To effectively address unsupported claims in generated answers, the system can implement feedback loops that facilitate continuous learning and improvement. One approach is to incorporate a verification module that assesses the factual accuracy of the claims made in the answers. This module can utilize external knowledge bases or fact-checking APIs to cross-reference the information presented in the answers with reliable sources.
When the verification module identifies unsupported claims, it can trigger a feedback mechanism that prompts the system to either revise the answer or provide additional context. For instance, if a claim lacks sufficient evidence, the system can automatically generate a follow-up question asking for clarification or additional information. This not only enhances the reliability of the answers but also engages users in a more interactive manner.
Moreover, the system can maintain a log of unsupported claims and the corresponding user feedback. This data can be analyzed to identify patterns or common areas of misinformation, allowing the system to adapt its answer generation process accordingly. By employing machine learning techniques, the system can learn to recognize and avoid making unsupported claims in future responses.
Additionally, integrating user ratings or feedback on the quality of attributions can help refine the attribution process. Users can be prompted to indicate whether they found the provided attributions satisfactory, which can inform the system's future performance and improve its ability to ground answers in reliable sources.
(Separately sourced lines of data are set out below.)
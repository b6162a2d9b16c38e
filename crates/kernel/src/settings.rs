use std::path::PathBuf;

use anyhow::{anyhow, Context};
use serde::Deserialize;

const DEFAULT_ENV: &str = "local";
const ENV_VAR_NAME: &str = "BOOKSHELF_ENV";
const CONFIG_DIR_ENV: &str = "BOOKSHELF_CONFIG_DIR";
const ENV_PREFIX: &str = "BOOKSHELF";

/// Connection string variable honoured for compatibility with older deployments.
const LEGACY_DATABASE_URI_ENV: &str = "MONGODB_URI";
/// Listen port variable honoured for compatibility with older deployments.
const LEGACY_PORT_ENV: &str = "PORT";

/// Deployment environment the application is running in.
#[derive(Debug, Clone, Deserialize, PartialEq, Eq, Default)]
#[serde(rename_all = "lowercase")]
pub enum Environment {
    #[default]
    Local,
    Staging,
    Production,
}

impl std::str::FromStr for Environment {
    type Err = anyhow::Error;

    fn from_str(value: &str) -> Result<Self, Self::Err> {
        match value {
            "local" => Ok(Environment::Local),
            "staging" => Ok(Environment::Staging),
            "production" => Ok(Environment::Production),
            other => Err(anyhow!(
                "unsupported environment '{}'; expected local/staging/production",
                other
            )),
        }
    }
}

/// Top-level configuration structure loaded from layered sources.
#[derive(Debug, Clone, Deserialize, Default)]
pub struct Settings {
    #[serde(default)]
    pub environment: Environment,
    #[serde(default)]
    pub server: ServerSettings,
    #[serde(default)]
    pub database: DatabaseSettings,
    #[serde(default)]
    pub telemetry: TelemetrySettings,
    #[serde(default)]
    pub pagination: PaginationSettings,
}

impl Settings {
    /// Load configuration by layering `.env`, base file, environment overlay
    /// and process environment variables.
    pub fn load() -> anyhow::Result<Self> {
        // Allow missing `.env` files without failing.
        let _ = dotenvy::dotenv();

        let environment = std::env::var(ENV_VAR_NAME).unwrap_or_else(|_| DEFAULT_ENV.to_string());
        let config_dir = match std::env::var(CONFIG_DIR_ENV) {
            Ok(dir) => PathBuf::from(dir),
            Err(_) => std::env::current_dir()
                .with_context(|| "unable to resolve current directory")?
                .join("config"),
        };

        let base_path = config_dir.join("base.toml");
        let environment_path = config_dir.join(format!("{}.toml", environment));

        let builder = config::Config::builder()
            .add_source(config::File::from(base_path).required(false))
            .add_source(config::File::from(environment_path).required(false))
            .add_source(
                config::Environment::with_prefix(ENV_PREFIX)
                    .prefix_separator("__")
                    .separator("__"),
            )
            .set_override_option("database.uri", std::env::var(LEGACY_DATABASE_URI_ENV).ok())
            .with_context(|| format!("invalid {} override", LEGACY_DATABASE_URI_ENV))?
            .set_override_option("server.port", std::env::var(LEGACY_PORT_ENV).ok())
            .with_context(|| format!("invalid {} override", LEGACY_PORT_ENV))?;

        let cfg = builder
            .build()
            .with_context(|| "failed to build configuration")?;

        let mut settings: Settings = cfg
            .try_deserialize()
            .with_context(|| "failed to deserialize configuration")?;

        // The selector variable wins over whatever the files declare.
        settings.environment = environment.parse()?;

        Ok(settings)
    }
}

#[derive(Debug, Clone, Deserialize)]
pub struct ServerSettings {
    #[serde(default = "ServerSettings::default_host")]
    pub host: String,
    #[serde(default = "ServerSettings::default_port")]
    pub port: u16,
    #[serde(default = "ServerSettings::default_request_timeout_ms")]
    pub request_timeout_ms: u64,
}

impl ServerSettings {
    fn default_host() -> String {
        "0.0.0.0".to_string()
    }

    fn default_port() -> u16 {
        3000
    }

    fn default_request_timeout_ms() -> u64 {
        15000
    }

    /// `host:port` pair suitable for binding a listener.
    pub fn bind_address(&self) -> String {
        format!("{}:{}", self.host, self.port)
    }
}

impl Default for ServerSettings {
    fn default() -> Self {
        Self {
            host: Self::default_host(),
            port: Self::default_port(),
            request_timeout_ms: Self::default_request_timeout_ms(),
        }
    }
}

/// Which document store implementation backs the service.
#[derive(Debug, Clone, Copy, Deserialize, PartialEq, Eq, Default)]
#[serde(rename_all = "lowercase")]
pub enum DatabaseBackend {
    #[default]
    Mongodb,
    /// Process-local store; contents vanish on restart.
    Memory,
}

#[derive(Debug, Clone, Deserialize)]
pub struct DatabaseSettings {
    #[serde(default)]
    pub backend: DatabaseBackend,
    #[serde(default = "DatabaseSettings::default_uri")]
    pub uri: String,
    #[serde(default = "DatabaseSettings::default_name")]
    pub name: String,
    #[serde(default = "DatabaseSettings::default_collection")]
    pub collection: String,
    #[serde(default = "DatabaseSettings::default_app_name")]
    pub app_name: String,
}

impl DatabaseSettings {
    fn default_uri() -> String {
        "mongodb://127.0.0.1:27017".to_string()
    }

    fn default_name() -> String {
        "bookshelf".to_string()
    }

    fn default_collection() -> String {
        "books".to_string()
    }

    fn default_app_name() -> String {
        "bookshelf".to_string()
    }
}

impl Default for DatabaseSettings {
    fn default() -> Self {
        Self {
            backend: DatabaseBackend::default(),
            uri: Self::default_uri(),
            name: Self::default_name(),
            collection: Self::default_collection(),
            app_name: Self::default_app_name(),
        }
    }
}

#[derive(Debug, Clone, Deserialize)]
pub struct TelemetrySettings {
    #[serde(default)]
    pub log_format: LogFormat,
    /// `EnvFilter` directive used when `RUST_LOG` is not set.
    #[serde(default = "TelemetrySettings::default_filter")]
    pub filter: String,
}

impl TelemetrySettings {
    fn default_filter() -> String {
        "info,tower_http=debug".to_string()
    }
}

impl Default for TelemetrySettings {
    fn default() -> Self {
        Self {
            log_format: LogFormat::Pretty,
            filter: Self::default_filter(),
        }
    }
}

#[derive(Debug, Clone, Deserialize, PartialEq, Eq, Default)]
#[serde(rename_all = "lowercase")]
pub enum LogFormat {
    #[default]
    Pretty,
    Json,
}

#[derive(Debug, Clone, Deserialize)]
pub struct PaginationSettings {
    #[serde(default = "PaginationSettings::default_limit")]
    pub default_limit: u64,
    /// Upper bound applied to the `limit` query parameter. Unbounded when unset.
    #[serde(default)]
    pub max_limit: Option<u64>,
}

impl PaginationSettings {
    fn default_limit() -> u64 {
        10
    }
}

impl Default for PaginationSettings {
    fn default() -> Self {
        Self {
            default_limit: Self::default_limit(),
            max_limit: None,
        }
    }
}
What other techniques, beyond in-context learning, can be explored to enhance the decomposition of answers and improve the overall attribution process?
Beyond in-context learning, several other techniques can be explored to enhance the decomposition of answers and improve the overall attribution process. One promising approach is the use of graph-based methods for information extraction. By representing the relationships between different pieces of information as a graph, the system can identify and decompose complex answers into interconnected information units. This allows for a more nuanced understanding of how different facts relate to one another, facilitating more accurate attributions.
Another technique is semantic role labeling (SRL), which can be employed to analyze the roles that different components of an answer play in relation to the question. By identifying the subject, verb, and object within sentences, the system can better understand the context and significance of each information unit, leading to more effective decomposition and attribution.
Hierarchical attention mechanisms can also be utilized to prioritize certain parts of an answer based on their relevance to the question. By applying attention at multiple levels—such as sentence, phrase, and word levels—the system can focus on the most pertinent information, improving the quality of the decomposed units and their corresponding attributions.
Additionally, transfer learning techniques can be leveraged to adapt models trained on large datasets to specific domains or tasks. By fine-tuning pre-trained models on domain-specific data, the system can enhance its understanding of the context and semantics of the answers, leading to better decomposition and attribution.
Lastly, incorporating user-driven annotation can provide valuable insights into the decomposition process. By allowing users to annotate or highlight key parts of answers that require attribution, the system can learn from these annotations to improve its future performance in identifying and decomposing relevant information units. This collaborative approach can significantly enhance the accuracy and reliability of the attribution process.